Want to green your Fresh-Mex or burrito place? There are some sustainable strategies unique to both restaurants in general and those which serve cuisine like burritos, tacos, and nachos. Here are the top 10:
- Organi-fy your staples. Beans and rice are a staple on most Mexican/Fresh-Mex menus, and represent the grand majority of the calories you’ll be delivering. The great news is that this is an easy thing to get organic without breaking the bank. At our local food co-op, you can get organic bulk black and pinto beans for about 10 cents a pound more than the conventional. It’s clear that people want organic foods, and if the price is close, they’ll spend the extra money more often than not. With beans and rice, it’s easy to do. Once you have this staple part of your menu set, you can then tell your customers that x% of your ingredients are organic, and that you source organic whenever possible and price-feasible. Charging $5 for a burrito with 20 cents worth of organic beans and rice on it vs. 19 cents of conventional beans and rice won’t affect your profit margin, and will make your customers happy.
- Add plentiful and delicious veggie options. Not only are vegetarian foods easier on your body and easier on the environment, they often tend to cost less to produce than meat and dairy products, and need less cleaning and sterilizing.
- Mariscos that are good for the mar. If there are going to be fish and/or shrimp (mariscos, in Spanish) on your menu, make sure the farming or catching practices of your seafood sources are ethical, healthy, and not depleting the mar (ocean). Just because it’s wild caught doesn’t necessarily mean it’s better. Farming certain seafoods can be sustainable.
- Ix-nay the factory farmed eef-bay (and the chicken and dairy). Don’t forget about the other meats, dairy, and products you can’t raise yourself. Look to the whole foods movement (no, not the grocery store) for your inspiration, and buy your beef, chicken, eggs, etc., from ranchers and farmers who let their livestock roam pastures freely and eat grasses (rather than GMO corn and soy) and that aren’t grown with antibiotics.
- Grow the ingredients for your condiments, garnishes, and spices. Have an herb garden to grow all your garnishing and spicing needs. These are easily sustained in small spaces, including vertical gardens. Punch a few extra holes in the bottom, and these can be used to go the extra mile for sourcing produce — do it yourself! Otherwise, source your produce locally and seasonally.
- Green your takeout containers. Burritos need nothing more than a little aluminum foil, so send people home with the knowledge that when they’re done eating, they can simply recycle those foils. For other containers, maybe also encourage your customers to bring their own? Don’t just offer paper or post-consumer recycled containers, like paper bags and sugar cane containers. The sugar cane cases are more expensive than traditional styrofoam ones ($115 for 200 versus $14 for the same count), but asking customers to bring their own means you’ll make fewer orders per quarter. Do what grocery stores are doing these days: knock a few cents or a percentage off an order when customers bring in their own gear!
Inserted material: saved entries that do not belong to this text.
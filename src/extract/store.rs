//! Where extracted crops are persisted.
//!
//! Every analysis gets its own namespace: a subdirectory of the output root
//! named by the request id. Opening a namespace only ever clears that
//! subdirectory, so concurrent analyses under the same root never delete each
//! other's artifacts.

use std::fs;
use std::path::{Path, PathBuf};

use image::{ImageFormat, RgbImage};
use log::debug;
use rand::{rngs::StdRng, Rng, RngExt, SeedableRng};

use crate::error::PlatescanError;

/// Short random identifier of one artifact (8 lowercase hex characters).
#[derive(Clone, Debug, PartialEq, Eq, Hash)]
pub struct ArtifactId(String);

impl ArtifactId {
    pub fn generate<R: Rng + ?Sized>(rng: &mut R) -> Self {
        Self(format!("{:08x}", rng.random::<u32>()))
    }

    pub fn as_str(&self) -> &str {
        &self.0
    }

    /// File name the artifact is stored under.
    pub fn file_name(&self) -> String {
        format!("{}.jpg", self.0)
    }
}

impl std::fmt::Display for ArtifactId {
    fn fmt(&self, f: &mut std::fmt::Formatter<'_>) -> std::fmt::Result {
        f.write_str(&self.0)
    }
}

/// Reference to a persisted artifact, handed to downstream classification.
#[derive(Clone, Debug, PartialEq, Eq)]
pub struct ArtifactHandle {
    pub id: ArtifactId,
    pub file_name: String,
    /// Filesystem location, for stores that write to disk.
    pub path: Option<PathBuf>,
}

/// Persists crops under fresh identifiers.
pub trait ArtifactStore {
    fn put(&mut self, crop: &RgbImage) -> Result<ArtifactHandle, PlatescanError>;
}

fn next_id(seeded: &mut Option<StdRng>) -> ArtifactId {
    match seeded {
        Some(rng) => ArtifactId::generate(rng),
        None => ArtifactId::generate(&mut rand::rng()),
    }
}

/// Writes JPEG artifacts into a per-request directory.
#[derive(Debug)]
pub struct DirStore {
    dir: PathBuf,
    request_id: String,
    rng: Option<StdRng>,
}

impl DirStore {
    /// Opens (creating if needed) `root/<request_id>` and removes any files
    /// left in it by an earlier run with the same id.
    ///
    /// Without a request id a random 16-hex-digit one is generated.
    pub fn open_namespace(root: &Path, request_id: Option<&str>) -> Result<Self, PlatescanError> {
        let request_id = match request_id {
            Some(id) => {
                validate_request_id(id)?;
                id.to_string()
            }
            None => format!("{:016x}", rand::rng().random::<u64>()),
        };

        let dir = root.join(&request_id);
        fs::create_dir_all(&dir)?;

        let mut cleared = 0usize;
        for entry in fs::read_dir(&dir)? {
            let entry = entry?;
            if entry.file_type()?.is_file() {
                fs::remove_file(entry.path())?;
                cleared += 1;
            }
        }
        if cleared > 0 {
            debug!("cleared {} stale artifact(s) from {}", cleared, dir.display());
        }

        Ok(Self {
            dir,
            request_id,
            rng: None,
        })
    }

    /// Makes artifact ids reproducible.
    pub fn with_seed(mut self, seed: u64) -> Self {
        self.rng = Some(StdRng::seed_from_u64(seed));
        self
    }

    pub fn dir(&self) -> &Path {
        &self.dir
    }

    pub fn request_id(&self) -> &str {
        &self.request_id
    }
}

impl ArtifactStore for DirStore {
    fn put(&mut self, crop: &RgbImage) -> Result<ArtifactHandle, PlatescanError> {
        let id = next_id(&mut self.rng);
        let file_name = id.file_name();
        let path = self.dir.join(&file_name);

        crop.save_with_format(&path, ImageFormat::Jpeg)
            .map_err(|source| PlatescanError::ImageEncode {
                path: path.clone(),
                source,
            })?;
        debug!("wrote artifact {}", path.display());

        Ok(ArtifactHandle {
            id,
            file_name,
            path: Some(path),
        })
    }
}

fn validate_request_id(id: &str) -> Result<(), PlatescanError> {
    let valid = !id.is_empty()
        && id.len() <= 64
        && id
            .chars()
            .all(|c| c.is_ascii_alphanumeric() || c == '-' || c == '_');
    if valid {
        Ok(())
    } else {
        Err(PlatescanError::InvalidConfig {
            message: format!(
                "request id '{}' must be 1-64 characters of [A-Za-z0-9_-]",
                id
            ),
        })
    }
}

/// Keeps artifacts in memory.
#[derive(Debug, Default)]
pub struct MemoryStore {
    items: Vec<(ArtifactHandle, RgbImage)>,
    rng: Option<StdRng>,
}

impl MemoryStore {
    pub fn new() -> Self {
        Self::default()
    }

    pub fn with_seed(seed: u64) -> Self {
        Self {
            items: Vec::new(),
            rng: Some(StdRng::seed_from_u64(seed)),
        }
    }

    pub fn items(&self) -> &[(ArtifactHandle, RgbImage)] {
        &self.items
    }

    pub fn len(&self) -> usize {
        self.items.len()
    }

    pub fn is_empty(&self) -> bool {
        self.items.is_empty()
    }
}

impl ArtifactStore for MemoryStore {
    fn put(&mut self, crop: &RgbImage) -> Result<ArtifactHandle, PlatescanError> {
        let id = next_id(&mut self.rng);
        let handle = ArtifactHandle {
            file_name: id.file_name(),
            id,
            path: None,
        };
        self.items.push((handle.clone(), crop.clone()));
        Ok(handle)
    }
}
- Save water. To cut down on container/dish washing/water waste, don’t sell bottled water. It’s long been argued that bottled water is worse for the environment than actually consuming the water we have. This is a really easy step to cut overhead, carbon footprint, and increase your positive environmental impact. As with many of these points, you can go one step further and only serve water to your customers if they ask for it.
- Repurpose your grease. Since you’re making burritos, tacos, and other delicious Mexican foods, you’re likely to be frying some stuff. Reuse and recycle that cooking oil! Take a cue from Red Lobster and Olive Garden — sell your cooking oil to a biodiesel company for conversion.
- Light up with LED. It’s an absolute no-brainer, no matter what rate you pay for electricity. LEDs are far superior to incandescents and CFLs, paying for themselves rapidly due to their exceptionally efficient use of electricity.
- Find a two wheel delivery system. If you’re going to deliver your food, see if you can find a company locally that will do it on bicycles. Check out TCB Couriers in San Francisco, CA, to see this real-world zero carbon footprint delivery service come to life. They’ve been doing it for over 5 years, and if there isn’t a service like this in your town, find some cyclist entrepreneurs and tell them you’ll be their first customer!
In the end, the best way to implement a holistic sustainability is to do it in increments. Restaurants already incur high overhead costs, and to jump in with more than two or three of these strategies will be detrimental to your bottom line. Baby steps will lead to greater return on investment and greater corporate social responsibility.